3.10.5 Examples - Framing and its effect on decision making

The framing effect can influence decision-making across a variety of contexts, from health care to finance, and even in our daily choices. Here are a few examples to illustrate how different frames can lead to different decisions or perceptions, even when the underlying information is identical.

Health Care Decisions

Example: A doctor explains the risks of an operation to two patients. To the first patient, the doctor says, “The survival rate of this surgery is 90%.” To the second patient, the doctor says, “There is a 10% mortality rate for this surgery.” Even though both statements convey the same information, the first patient is likely to perceive the surgery as less risky than the second patient because the information is framed positively, emphasizing the chances of survival rather than the risk of death. This difference in perception can affect the patient’s willingness to undergo the surgery.

Financial Investments

Example: Consider two investment options presented by a financial advisor. To one group of clients, the advisor describes Investment A as having a “95% chance of not losing any money.” To another group, the advisor describes Investment A as having a “5% chance of losing money.” Here, the first group is more likely to invest in Investment A due to the positive framing, even though both groups received the same information about the investment’s risk.

Environmental Policy Support

Example: An environmental campaign seeks to reduce plastic usage by highlighting the impact of plastic waste.
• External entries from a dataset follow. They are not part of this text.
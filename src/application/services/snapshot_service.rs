//! Read path for cached partition snapshots.

use std::sync::Arc;
use tracing::debug;

use crate::domain::partition::Partition;
use crate::domain::snapshot::Snapshot;
use crate::infrastructure::cache::{CacheResult, CacheService};

/// Service for reading the current snapshot of a partition.
///
/// Read-only: the refresh cycle is the sole writer of every key.
pub struct SnapshotService {
    cache: Arc<dyn CacheService>,
}

impl SnapshotService {
    /// Creates a new snapshot service.
    pub fn new(cache: Arc<dyn CacheService>) -> Self {
        Self { cache }
    }

    /// Returns the cached snapshot for `partition`, or `None` if it was never populated.
    ///
    /// # Errors
    ///
    /// Returns [`crate::infrastructure::cache::CacheError`] if the cache backend fails.
    pub async fn get(&self, partition: Partition) -> CacheResult<Option<Snapshot>> {
        let key = partition.cache_key();
        let value = self.cache.get(&key).await?;

        let result = if value.is_some() { "hit" } else { "miss" };
        debug!(%partition, key = %key, result, "Snapshot read");
        metrics::counter!("snapshot_reads_total", "result" => result).increment(1);

        Ok(value.map(Snapshot::from))
    }

    /// Checks if the cache backend is reachable.
    pub async fn health_check(&self) -> bool {
        self.cache.health_check().await
    }
}
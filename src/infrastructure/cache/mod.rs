//! Durable key-value store for partition snapshots.
//!
//! Provides a [`CacheService`] trait with two implementations:
//! - [`RedisCache`] - Production Redis-backed store
//! - [`MemoryCache`] - In-process map for development and testing

mod memory_cache;
mod redis_cache;
mod service;

pub use memory_cache::MemoryCache;
pub use redis_cache::RedisCache;
pub use service::{CacheError, CacheResult, CacheService};

#[cfg(test)]
pub use service::MockCacheService;
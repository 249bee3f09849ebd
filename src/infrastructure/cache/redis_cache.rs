//! Redis-backed cache implementation.

use super::service::{CacheError, CacheResult, CacheService};
use async_trait::async_trait;
use redis::{AsyncCommands, Client, aio::ConnectionManager};
use tracing::{debug, error, info};

/// Redis store for partition snapshots.
///
/// Uses `ConnectionManager` for automatic reconnection. Keys are written
/// without expiry: a snapshot lives until the next successful refresh
/// overwrites it.
pub struct RedisCache {
    client: ConnectionManager,
    key_prefix: String,
}

impl RedisCache {
    /// Connects to Redis and validates the connection with a PING.
    ///
    /// # Arguments
    ///
    /// - `redis_url` - Redis connection string (e.g., `"redis://localhost:6379"`)
    /// - `key_prefix` - Namespace prepended to every key (may be empty)
    ///
    /// # Errors
    ///
    /// Returns [`CacheError::ConnectionError`] if the URL is invalid, the connection cannot
    /// be established, or the PING health check fails.
    pub async fn connect(redis_url: &str, key_prefix: &str) -> CacheResult<Self> {
        info!("Connecting to Redis");

        let client = Client::open(redis_url).map_err(|e| {
            CacheError::ConnectionError(format!("Failed to create Redis client: {}", e))
        })?;

        let manager = ConnectionManager::new(client).await.map_err(|e| {
            CacheError::ConnectionError(format!("Failed to connect to Redis: {}", e))
        })?;

        let mut test_conn = manager.clone();
        test_conn
            .ping::<()>()
            .await
            .map_err(|e| CacheError::ConnectionError(format!("Redis PING failed: {}", e)))?;

        info!("✓ Connected to Redis");

        Ok(Self {
            client: manager,
            key_prefix: key_prefix.to_string(),
        })
    }

    /// Constructs the full Redis key with namespace prefix.
    fn build_key(&self, key: &str) -> String {
        format!("{}{}", self.key_prefix, key)
    }
}

#[async_trait]
impl CacheService for RedisCache {
    async fn get(&self, key: &str) -> CacheResult<Option<String>> {
        let full_key = self.build_key(key);
        let mut conn = self.client.clone();

        match conn.get::<_, Option<String>>(&full_key).await {
            Ok(Some(value)) => {
                debug!("Cache HIT: {} ({} bytes)", key, value.len());
                Ok(Some(value))
            }
            Ok(None) => {
                debug!("Cache MISS: {}", key);
                Ok(None)
            }
            Err(e) => {
                error!("Redis GET error for {}: {}", key, e);
                Err(CacheError::OperationError(format!("GET {}: {}", key, e)))
            }
        }
    }

    async fn put(&self, key: &str, value: &str) -> CacheResult<()> {
        let full_key = self.build_key(key);
        let mut conn = self.client.clone();

        conn.set::<_, _, ()>(&full_key, value).await.map_err(|e| {
            error!("Redis SET error for {}: {}", key, e);
            CacheError::OperationError(format!("SET {}: {}", key, e))
        })?;

        debug!("Cache SET: {} ({} bytes)", key, value.len());
        Ok(())
    }

    async fn health_check(&self) -> bool {
        let mut conn = self.client.clone();
        conn.ping::<()>().await.is_ok()
    }
}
To one audience, the campaign message says, “Join us, and help save 100 marine animals every year by reducing your plastic usage.” To another audience, the message says, “Every year, 100 marine animals die due to plastic waste. Your action can stop this.” Although the underlying message is the same, the first, positively framed message might inspire people by focusing on the positive impact of their actions, while the second, negatively framed message emphasizes the grim consequences of inaction.

Product Marketing

Example: A meat packaging company labels its product in two different ways. For one product line, the label reads “80% lean meat,” while another equivalent product line reads “contains 20% fat.” Consumers are more likely to choose the “80% lean” option over the “20% fat” option, despite them being the same product. The positive framing of “lean meat” is more appealing than focusing on the fat content.

Mitigation Strategies

Recognizing the power of framing can help individuals critically evaluate how information is presented to them and make more informed decisions. For instance, by considering both the positive and negative frames of a health care decision (“90% survival rate” vs. “10% mortality rate”), patients can make more balanced choices that reflect their values and preferences, rather than being swayed by emotional reactions to a particular frame.